Francisella tularensis causes the zoonosis tularemia in humans and is one of the most virulent bacterial pathogens. We utilized a global proteomic approach to characterize protein changes in bronchoalveolar lavage fluid from mice exposed to one of three organisms, F. tularensis ssp. novicida, an avirulent mutant of F. tularensis ssp. novicida (F.t. novicida-ΔmglA), and Pseudomonas aeruginosa. The composition of bronchoalveolar lavage fluid (BALF) proteins was altered following infection, including proteins involved in neutrophil activation, oxidative stress, and inflammatory responses. Components of the innate immune response were induced including the acute phase response and the complement system; however, the timing of their induction varied. F. tularensis ssp. novicida infected mice do not appear to have an effective innate immune response in the first hours of infection; however, within 24 h, they show an upregulation of innate immune response proteins. This delayed response is in contrast to P. aeruginosa infected animals which show an early innate immune response.

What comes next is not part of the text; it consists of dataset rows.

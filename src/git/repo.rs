// Author: Eshan Roy
// SPDX-License-Identifier: MIT

//! Repository operations.

use git2::Repository as Git2Repo;
use std::path::Path;

use crate::commit::Commit;
use crate::error::{GitError, LogcheckError, Result};
use crate::tree::GitTree;

/// Wrapper around git2::Repository with the queries the checker needs.
pub struct Repository {
    inner: Git2Repo,
}

impl Repository {
    /// Open a repository from the current directory.
    pub fn open_current() -> Result<Self> {
        let current_dir = std::env::current_dir().map_err(|e| {
            LogcheckError::Git(GitError::OpenFailed {
                message: format!("Failed to get current directory: {}", e),
            })
        })?;
        Self::open(&current_dir)
    }

    /// Open a repository discovered from a path.
    pub fn open(path: &Path) -> Result<Self> {
        let repo = Git2Repo::discover(path).map_err(|e| {
            if e.code() == git2::ErrorCode::NotFound {
                LogcheckError::Git(GitError::NotARepository)
            } else {
                LogcheckError::Git(GitError::OpenFailed {
                    message: e.message().to_string(),
                })
            }
        })?;

        Ok(Self { inner: repo })
    }

    /// Get a reference to the inner git2 repository.
    pub fn inner(&self) -> &Git2Repo {
        &self.inner
    }

    /// Collect the commits selected by a revision range (e.g. `origin/master..`).
    ///
    /// A lone revision walks that commit and all of its ancestors, matching
    /// `git log <rev>`.
    pub fn commits_in_range(&self, range: &str) -> Result<Vec<Commit<GitTree<'_>>>> {
        let mut revwalk = self.inner.revwalk().map_err(|e| {
            LogcheckError::Git(GitError::OperationFailed {
                operation: "revwalk".to_string(),
                message: e.message().to_string(),
            })
        })?;

        if range.contains("..") {
            revwalk.push_range(range).map_err(|e| {
                LogcheckError::Git(GitError::InvalidReference {
                    reference: format!("{}: {}", range, e.message()),
                })
            })?;
        } else {
            let object = self.inner.revparse_single(range).map_err(|e| {
                LogcheckError::Git(GitError::InvalidReference {
                    reference: format!("{}: {}", range, e.message()),
                })
            })?;
            revwalk.push(object.id()).map_err(|e| {
                LogcheckError::Git(GitError::OperationFailed {
                    operation: "revwalk.push".to_string(),
                    message: e.message().to_string(),
                })
            })?;
        }

        let mut commits = Vec::new();
        for oid_result in revwalk {
            let oid = oid_result.map_err(|e| {
                LogcheckError::Git(GitError::OperationFailed {
                    operation: "revwalk".to_string(),
                    message: e.message().to_string(),
                })
            })?;
            let commit = self.inner.find_commit(oid).map_err(|e| {
                LogcheckError::Git(GitError::InvalidReference {
                    reference: format!("{}: {}", oid, e.message()),
                })
            })?;
            let tree = commit.tree().map_err(|e| {
                LogcheckError::Git(GitError::OperationFailed {
                    operation: "commit.tree".to_string(),
                    message: e.message().to_string(),
                })
            })?;
            commits.push(Commit::new(
                oid.to_string(),
                commit.message().unwrap_or("").to_string(),
                GitTree::new(&self.inner, tree),
            ));
        }

        Ok(commits)
    }

    /// Get the tree at HEAD.
    pub fn head_tree(&self) -> Result<GitTree<'_>> {
        let head = self.inner.head().map_err(|e| {
            LogcheckError::Git(GitError::OperationFailed {
                operation: "head".to_string(),
                message: e.message().to_string(),
            })
        })?;
        let tree = head.peel_to_tree().map_err(|e| {
            LogcheckError::Git(GitError::OperationFailed {
                operation: "head.peel_to_tree".to_string(),
                message: e.message().to_string(),
            })
        })?;
        Ok(GitTree::new(&self.inner, tree))
    }

    /// Get the submodule names registered in the working tree.
    pub fn submodule_names(&self) -> Result<Vec<String>> {
        let submodules = self.inner.submodules().map_err(|e| {
            LogcheckError::Git(GitError::OperationFailed {
                operation: "submodules".to_string(),
                message: e.message().to_string(),
            })
        })?;

        Ok(submodules
            .iter()
            .map(|s| match s.name() {
                Some(name) => name.to_string(),
                None => s.path().to_string_lossy().into_owned(),
            })
            .collect())
    }
}
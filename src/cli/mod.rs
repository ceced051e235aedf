// Author: Eshan Roy
// SPDX-License-Identifier: MIT

//! Command-line interface.

pub mod args;
mod dispatch;

pub use args::Cli;
pub use dispatch::run;
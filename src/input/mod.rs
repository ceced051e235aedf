// Author: Eshan Roy
// SPDX-License-Identifier: MIT

//! JSON commit-list input.
//!
//! Adapts the GitHub REST commit payload shape (`sha`, `commit.message`), as
//! produced by e.g. `gh api repos/OWNER/REPO/pulls/123/commits`.

use serde::Deserialize;
use std::fs::File;
use std::io::{self, Read};

use crate::error::{InputError, LogcheckError, Result};

/// One commit from a GitHub REST commit list.
#[derive(Debug, Clone, Deserialize)]
pub struct ApiCommit {
    pub sha: String,
    pub commit: ApiCommitDetail,
}

/// The nested `commit` object of the REST payload.
#[derive(Debug, Clone, Deserialize)]
pub struct ApiCommitDetail {
    pub message: String,
}

/// Read a commit list from a file, or from stdin when `path` is `-`.
pub fn read_commit_list(path: &str) -> Result<Vec<ApiCommit>> {
    let mut content = String::new();
    if path == "-" {
        io::stdin().read_to_string(&mut content).map_err(|e| {
            LogcheckError::Input(InputError::ReadFailed {
                path: path.to_string(),
                message: e.to_string(),
            })
        })?;
    } else {
        File::open(path)
            .and_then(|mut f| f.read_to_string(&mut content))
            .map_err(|e| {
                LogcheckError::Input(InputError::ReadFailed {
                    path: path.to_string(),
                    message: e.to_string(),
                })
            })?;
    }
    parse_commit_list(&content)
}

/// Parse a commit list from a JSON string.
pub fn parse_commit_list(content: &str) -> Result<Vec<ApiCommit>> {
    serde_json::from_str(content).map_err(|e| {
        LogcheckError::Input(InputError::ParseFailed {
            message: e.to_string(),
        })
    })
}
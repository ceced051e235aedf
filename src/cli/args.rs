// Author: Eshan Roy
// SPDX-License-Identifier: MIT

//! CLI argument definitions using clap.

use clap::{ArgAction, Parser};
use std::path::PathBuf;

const HELP_EPILOG: &str = "\
examples:
  Check commit messages taken from GitHub REST API:
    gh api repos/OWNER/REPO/pulls/123/commits > commits.json
    logcheck -j commits.json
  Check commit messages from git log:
    logcheck -c origin/master..
";

/// Commit log message compliance checker.
///
/// Validates commit titles and bodies against the project conventions and
/// exits non-zero when any commit violates them.
#[derive(Parser, Debug)]
#[command(name = "logcheck")]
#[command(author = "Eshan Roy")]
#[command(version)]
#[command(about = "Commit log message compliance checker", long_about = None)]
#[command(after_help = HELP_EPILOG)]
pub struct Cli {
    /// Revision range to check (e.g. "origin/master..")
    #[arg(short, long, value_name = "RANGE")]
    pub commits: Option<String>,

    /// JSON commit list to check ('-' reads stdin)
    #[arg(short, long, value_name = "FILE")]
    pub json: Option<String>,

    /// Increase verbosity
    #[arg(short, long, action = ArgAction::Count)]
    pub verbose: u8,

    /// Decrease verbosity
    #[arg(short, long, action = ArgAction::Count)]
    pub quiet: u8,

    /// Repository to inspect
    #[arg(short = 'C', long, default_value = ".", value_name = "PATH")]
    pub repo: PathBuf,

    /// Path to configuration file
    #[arg(long, value_name = "PATH")]
    pub config: Option<PathBuf>,

    /// Enable debug logging
    #[arg(short, long)]
    pub debug: bool,
}

impl Cli {
    /// Net verbosity shift applied to the reporter threshold.
    pub fn verbosity(&self) -> i32 {
        i32::from(self.verbose) - i32::from(self.quiet)
    }
}
// Author: Eshan Roy
// SPDX-License-Identifier: MIT

//! Command execution.

use crate::config::CheckConfig;
use crate::error::Result;
use crate::git::Repository;
use crate::input;
use crate::report::Reporter;
use crate::rules::Checker;

use super::args::Cli;

/// Run the checker over the inputs selected on the command line.
///
/// Returns whether any error-severity violation was recorded; every commit is
/// checked before the caller decides the exit status.
pub fn run(cli: Cli) -> Result<bool> {
    let config = match &cli.config {
        Some(path) => CheckConfig::load_from(path)?,
        None => CheckConfig::load()?,
    };

    let repo = Repository::open(&cli.repo)?;
    let submodules = repo.submodule_names()?;

    let mut checker = Checker::new(&config, Reporter::stdout(cli.verbosity()));

    if let Some(range) = &cli.commits {
        tracing::debug!("Checking revision range {}", range);
        for commit in repo.commits_in_range(range)? {
            checker.check_commit(&commit, &submodules);
        }
    }

    if let Some(path) = &cli.json {
        let list = input::read_commit_list(path)?;
        tracing::debug!("Checking {} commits from JSON list {}", list.len(), path);
        // JSON commits carry no tree of their own; the HEAD tree is the
        // closest available snapshot.
        let tree = repo.head_tree()?;
        for api_commit in &list {
            checker.check_message(&api_commit.sha, &api_commit.commit.message, &tree, &submodules);
        }
    }

    Ok(checker.has_error())
}
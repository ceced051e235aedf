// Author: Eshan Roy
// SPDX-License-Identifier: MIT

//! Commit records and message splitting.

/// A commit under inspection, generic over the tree snapshot type.
#[derive(Debug)]
pub struct Commit<T> {
    /// Full commit hash (hex).
    pub sha: String,
    /// Full commit message.
    pub message: String,
    /// Tree snapshot at this commit.
    pub tree: T,
}

impl<T> Commit<T> {
    /// Create a new commit record.
    pub fn new(sha: impl Into<String>, message: impl Into<String>, tree: T) -> Self {
        Self {
            sha: sha.into(),
            message: message.into(),
            tree,
        }
    }
}

/// The three logical parts of a commit message.
///
/// The title is the first line; the second line is expected to be blank and
/// separates the title from the body.
#[derive(Debug, PartialEq, Eq)]
pub struct MessageParts<'a> {
    pub title: &'a str,
    pub second: Option<&'a str>,
    pub body: Option<&'a str>,
}

/// Split a message on the first two newlines into title, second line, body.
pub fn split_message(message: &str) -> MessageParts<'_> {
    let mut parts = message.splitn(3, '\n');
    MessageParts {
        title: parts.next().unwrap_or(""),
        second: parts.next(),
        body: parts.next(),
    }
}
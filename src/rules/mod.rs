// Author: Eshan Roy
// SPDX-License-Identifier: MIT

//! Commit message validation rules.

mod checker;

pub use checker::Checker;
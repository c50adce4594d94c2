//! Station staff

use crate::core::error::ValidationError;
use crate::core::resource::{FormMode, FormValues, NameIndex, Resource, ResourceKind};
use crate::core::validation::FormReader;
use crate::report::tabular::Tabular;
use serde::{Deserialize, Serialize};
use std::cmp::Ordering;

#[derive(Debug, Clone, PartialEq, Serialize, Deserialize)]
#[serde(rename_all = "camelCase")]
pub struct Employee {
    pub name: String,
    pub email: String,
    pub phone: String,
    pub nic_number: String,
    pub address: String,
}

impl Resource for Employee {
    const KIND: ResourceKind = ResourceKind::Employee;
    const SORTABLE_COLUMNS: &'static [&'static str] = &["name"];

    fn blank_form() -> FormValues {
        FormValues::new()
            .with("name", "")
            .with("email", "")
            .with("phone", "")
            .with("nicNumber", "")
            .with("address", "")
    }

    fn to_form(&self) -> FormValues {
        FormValues::new()
            .with("name", self.name.as_str())
            .with("email", self.email.as_str())
            .with("phone", self.phone.as_str())
            .with("nicNumber", self.nic_number.as_str())
            .with("address", self.address.as_str())
    }

    fn from_form(form: &FormValues, _mode: FormMode) -> Result<Self, ValidationError> {
        let mut r = FormReader::new(form);
        let employee = Employee {
            name: r.text("name"),
            email: r.text("email"),
            phone: r.text("phone"),
            nic_number: r.text("nicNumber"),
            address: r.text("address"),
        };
        r.finish(employee)
    }

    fn search_keys(&self, _index: &NameIndex) -> Vec<String> {
        vec![self.name.clone()]
    }

    fn label(&self) -> String {
        self.name.clone()
    }

    fn compare_by(&self, other: &Self, column: &str) -> Option<Ordering> {
        match column {
            "name" => Some(
                self.name
                    .to_lowercase()
                    .cmp(&other.name.to_lowercase())
                    .then_with(|| self.name.cmp(&other.name)),
            ),
            _ => None,
        }
    }
}

impl Tabular for Employee {
    fn report_title() -> &'static str {
        "Employee Report"
    }

    fn columns() -> &'static [&'static str] {
        &["Name", "Email", "Phone", "NIC"]
    }

    fn row(&self, _index: &NameIndex) -> Vec<String> {
        vec![
            self.name.clone(),
            self.email.clone(),
            self.phone.clone(),
            self.nic_number.clone(),
        ]
    }
}

#[cfg(test)]
mod tests {
    use super::*;

    fn employee(name: &str) -> Employee {
        Employee {
            name: name.to_string(),
            email: format!("{}@station.lk", name.to_lowercase()),
            phone: "0771234567".to_string(),
            nic_number: "901234567V".to_string(),
            address: "12 Galle Road".to_string(),
        }
    }

    #[test]
    fn test_missing_fields_all_reported() {
        let form = Employee::blank_form().with("name", "Nimal");
        let err = Employee::from_form(&form, FormMode::Create).unwrap_err();
        assert_eq!(err.fields(), vec!["email", "phone", "nicNumber", "address"]);
    }

    #[test]
    fn test_name_sort_is_case_insensitive() {
        let a = employee("amal");
        let b = employee("Bandara");
        assert_eq!(a.compare_by(&b, "name"), Some(Ordering::Less));
        assert_eq!(a.compare_by(&b, "phone"), None);
    }

    #[test]
    fn test_report_row_has_no_address() {
        let row = employee("Nimal").row(&NameIndex::new());
        assert_eq!(row.len(), Employee::columns().len());
        assert_eq!(row[3], "901234567V");
    }
}
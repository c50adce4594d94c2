//! List/search controller

use crate::core::error::TransportError;
use crate::core::resource::{NameIndex, Record, RecordId, Resource};
use crate::core::service::ResourceClient;
use std::cmp::Ordering;

#[derive(Debug, Clone, Copy, PartialEq, Eq)]
pub enum SortDirection {
    Ascending,
    Descending,
}

/// A user-applied column sort
#[derive(Debug, Clone, PartialEq, Eq)]
pub struct ColumnSort {
    pub column: String,
    pub direction: SortDirection,
}

/// Owns the fetched collection and the filtered view derived from it.
///
/// `visible` is always `all` filtered by `query` and then, if a column sort
/// is active, sorted. Nothing else writes to either list.
#[derive(Debug, Clone)]
pub struct ListController<R> {
    all: Vec<Record<R>>,
    query: String,
    visible: Vec<Record<R>>,
    index: NameIndex,
    sort: Option<ColumnSort>,
}

impl<R: Resource> Default for ListController<R> {
    fn default() -> Self {
        Self {
            all: Vec::new(),
            query: String::new(),
            visible: Vec::new(),
            index: NameIndex::new(),
            sort: None,
        }
    }
}

impl<R: Resource> ListController<R> {
    pub fn new() -> Self {
        Self::default()
    }

    pub fn all(&self) -> &[Record<R>] {
        &self.all
    }

    pub fn visible(&self) -> &[Record<R>] {
        &self.visible
    }

    pub fn query(&self) -> &str {
        &self.query
    }

    pub fn sort(&self) -> Option<&ColumnSort> {
        self.sort.as_ref()
    }

    pub fn index(&self) -> &NameIndex {
        &self.index
    }

    /// Look a record up in the full collection
    pub fn find(&self, id: &RecordId) -> Option<&Record<R>> {
        self.all.iter().find(|r| &r.id == id)
    }

    /// Re-fetch the collection.
    ///
    /// On success `all` is replaced and any column sort is dropped. On
    /// failure both lists are left exactly as they were.
    pub async fn refresh<C>(&mut self, client: &C) -> Result<usize, TransportError>
    where
        C: ResourceClient<R> + ?Sized,
    {
        self.refresh_with(client, None).await
    }

    /// Re-fetch the collection and, only if that succeeds, install `index`
    /// alongside it. A failed fetch discards `index`.
    pub async fn refresh_with<C>(
        &mut self,
        client: &C,
        index: Option<NameIndex>,
    ) -> Result<usize, TransportError>
    where
        C: ResourceClient<R> + ?Sized,
    {
        let records = client.list().await?;
        let count = records.len();

        if let Some(index) = index {
            self.index = index;
        }
        self.all = records;
        self.sort = None;
        self.recompute();

        tracing::debug!(
            resource = R::KIND.path(),
            count,
            visible = self.visible.len(),
            "list refreshed"
        );
        Ok(count)
    }

    /// Replace the lookup used for foreign-key search keys
    pub fn set_index(&mut self, index: NameIndex) {
        self.index = index;
        self.recompute();
    }

    /// Filter `all` by a case-insensitive substring of the search keys
    pub fn set_query(&mut self, query: impl Into<String>) {
        self.query = query.into();
        self.recompute();
    }

    /// Sort the visible rows by a column. Returns `false`, leaving the view
    /// alone, when the resource cannot sort on that column.
    pub fn sort_by(&mut self, column: &str, direction: SortDirection) -> bool {
        if !R::SORTABLE_COLUMNS.contains(&column) {
            return false;
        }

        self.sort = Some(ColumnSort {
            column: column.to_string(),
            direction,
        });
        self.recompute();
        true
    }

    /// Back to fetch order
    pub fn clear_sort(&mut self) {
        self.sort = None;
        self.recompute();
    }

    /// Number of visible rows
    pub fn count(&self) -> usize {
        self.visible.len()
    }

    /// Sum of a numeric column over the visible rows
    pub fn total(&self, column: &str) -> f64 {
        self.visible
            .iter()
            .filter_map(|r| r.data.amount(column))
            .sum()
    }

    fn recompute(&mut self) {
        let query = self.query.as_str();
        let index = &self.index;
        let mut visible: Vec<Record<R>> = self
            .all
            .iter()
            .filter(|r| r.data.matches(query, index))
            .cloned()
            .collect();

        if let Some(sort) = &self.sort {
            visible.sort_by(|a, b| {
                let ord = a
                    .data
                    .compare_by(&b.data, &sort.column)
                    .unwrap_or(Ordering::Equal);
                match sort.direction {
                    SortDirection::Ascending => ord,
                    SortDirection::Descending => ord.reverse(),
                }
            });
        }

        self.visible = visible;
    }
}
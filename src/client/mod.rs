//! Resource client implementations

pub mod http;
pub mod in_memory;

pub use http::HttpResourceClient;
pub use in_memory::InMemoryResourceClient;
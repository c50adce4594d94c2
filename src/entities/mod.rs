//! The managed record types
//!
//! Each resource is a plain serde struct plus its [`Resource`] schema and
//! [`Tabular`](crate::report::tabular::Tabular) report layout. [`AnyRecord`]
//! is the closed variant used wherever input arrives untyped.

pub mod appointment;
pub mod employee;
pub mod macros;
pub mod product;
pub mod salary;
pub mod sale;
pub mod user;
pub mod utility_expense;

pub use appointment::Appointment;
pub use employee::Employee;
pub use product::Product;
pub use salary::Salary;
pub use sale::Sale;
pub use user::User;
pub use utility_expense::UtilityExpense;

use crate::core::error::ValidationError;
use crate::core::resource::{FormMode, FormValues, Resource, ResourceKind};
use serde_json::Value;

/// A validated payload of any resource kind
#[derive(Debug, Clone, PartialEq)]
pub enum AnyRecord {
    Appointment(Appointment),
    Employee(Employee),
    Product(Product),
    Salary(Salary),
    Sale(Sale),
    User(User),
    UtilityExpense(UtilityExpense),
}

impl AnyRecord {
    /// Validate untyped form input as the given kind
    pub fn from_form(
        kind: ResourceKind,
        form: &FormValues,
        mode: FormMode,
    ) -> Result<Self, ValidationError> {
        Ok(match kind {
            ResourceKind::Appointment => Self::Appointment(Appointment::from_form(form, mode)?),
            ResourceKind::Employee => Self::Employee(Employee::from_form(form, mode)?),
            ResourceKind::Product => Self::Product(Product::from_form(form, mode)?),
            ResourceKind::Salary => Self::Salary(Salary::from_form(form, mode)?),
            ResourceKind::Sale => Self::Sale(Sale::from_form(form, mode)?),
            ResourceKind::User => Self::User(User::from_form(form, mode)?),
            ResourceKind::UtilityExpense => {
                Self::UtilityExpense(UtilityExpense::from_form(form, mode)?)
            }
        })
    }

    /// Validate a JSON object as the given kind.
    ///
    /// Scalars are read the way a form would see them, so `"12"` and `12`
    /// are both accepted for a numeric field and `"abc"` is rejected.
    pub fn from_json(
        kind: ResourceKind,
        value: &Value,
        mode: FormMode,
    ) -> Result<Self, ValidationError> {
        Self::from_form(kind, &json_to_form(value)?, mode)
    }

    pub fn kind(&self) -> ResourceKind {
        match self {
            Self::Appointment(_) => ResourceKind::Appointment,
            Self::Employee(_) => ResourceKind::Employee,
            Self::Product(_) => ResourceKind::Product,
            Self::Salary(_) => ResourceKind::Salary,
            Self::Sale(_) => ResourceKind::Sale,
            Self::User(_) => ResourceKind::User,
            Self::UtilityExpense(_) => ResourceKind::UtilityExpense,
        }
    }

    /// The request body this payload would be sent as
    pub fn to_json(&self) -> Value {
        let result = match self {
            Self::Appointment(r) => serde_json::to_value(r),
            Self::Employee(r) => serde_json::to_value(r),
            Self::Product(r) => serde_json::to_value(r),
            Self::Salary(r) => serde_json::to_value(r),
            Self::Sale(r) => serde_json::to_value(r),
            Self::User(r) => serde_json::to_value(r),
            Self::UtilityExpense(r) => serde_json::to_value(r),
        };
        // Plain structs with string keys always serialize
        result.unwrap_or(Value::Null)
    }
}

/// Flatten a JSON object into raw form values
pub fn json_to_form(value: &Value) -> Result<FormValues, ValidationError> {
    let object = value
        .as_object()
        .ok_or_else(|| ValidationError::field("body", "expected a JSON object"))?;

    Ok(object
        .iter()
        .map(|(field, v)| {
            let raw = match v {
                Value::String(s) => s.clone(),
                Value::Null => String::new(),
                other => other.to_string(),
            };
            (field.clone(), raw)
        })
        .collect())
}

Likewise, F.t. novicida-ΔmglA infection initiates an early innate immune response; however, this response is diminished by 24 h. Finally, this study identifies several candidate biomarkers, including Chitinase 3-like-1 (CHI3L1 or YKL-40) and peroxiredoxin 1, that are associated with F. tularensis ssp. novicida but not P. aeruginosa infection.

Figure 1

Canonical pathway analysis of infected mice. Proteins that were found to be significantly different in infected versus control animals were analyzed by Ingenuity Pathway Analysis (IPA). The top canonical pathways are shown. The y-axis indicates the negative log of p-values while the number above each bar corresponds to the number of proteins identified by IPA in each pathway. IPA includes 169, 178, 38, and 33 proteins in the Acute Phase Response Signaling, the NRF2-mediated Oxidative Stress Response, Coagulation System, and the Complement System pathways respectively.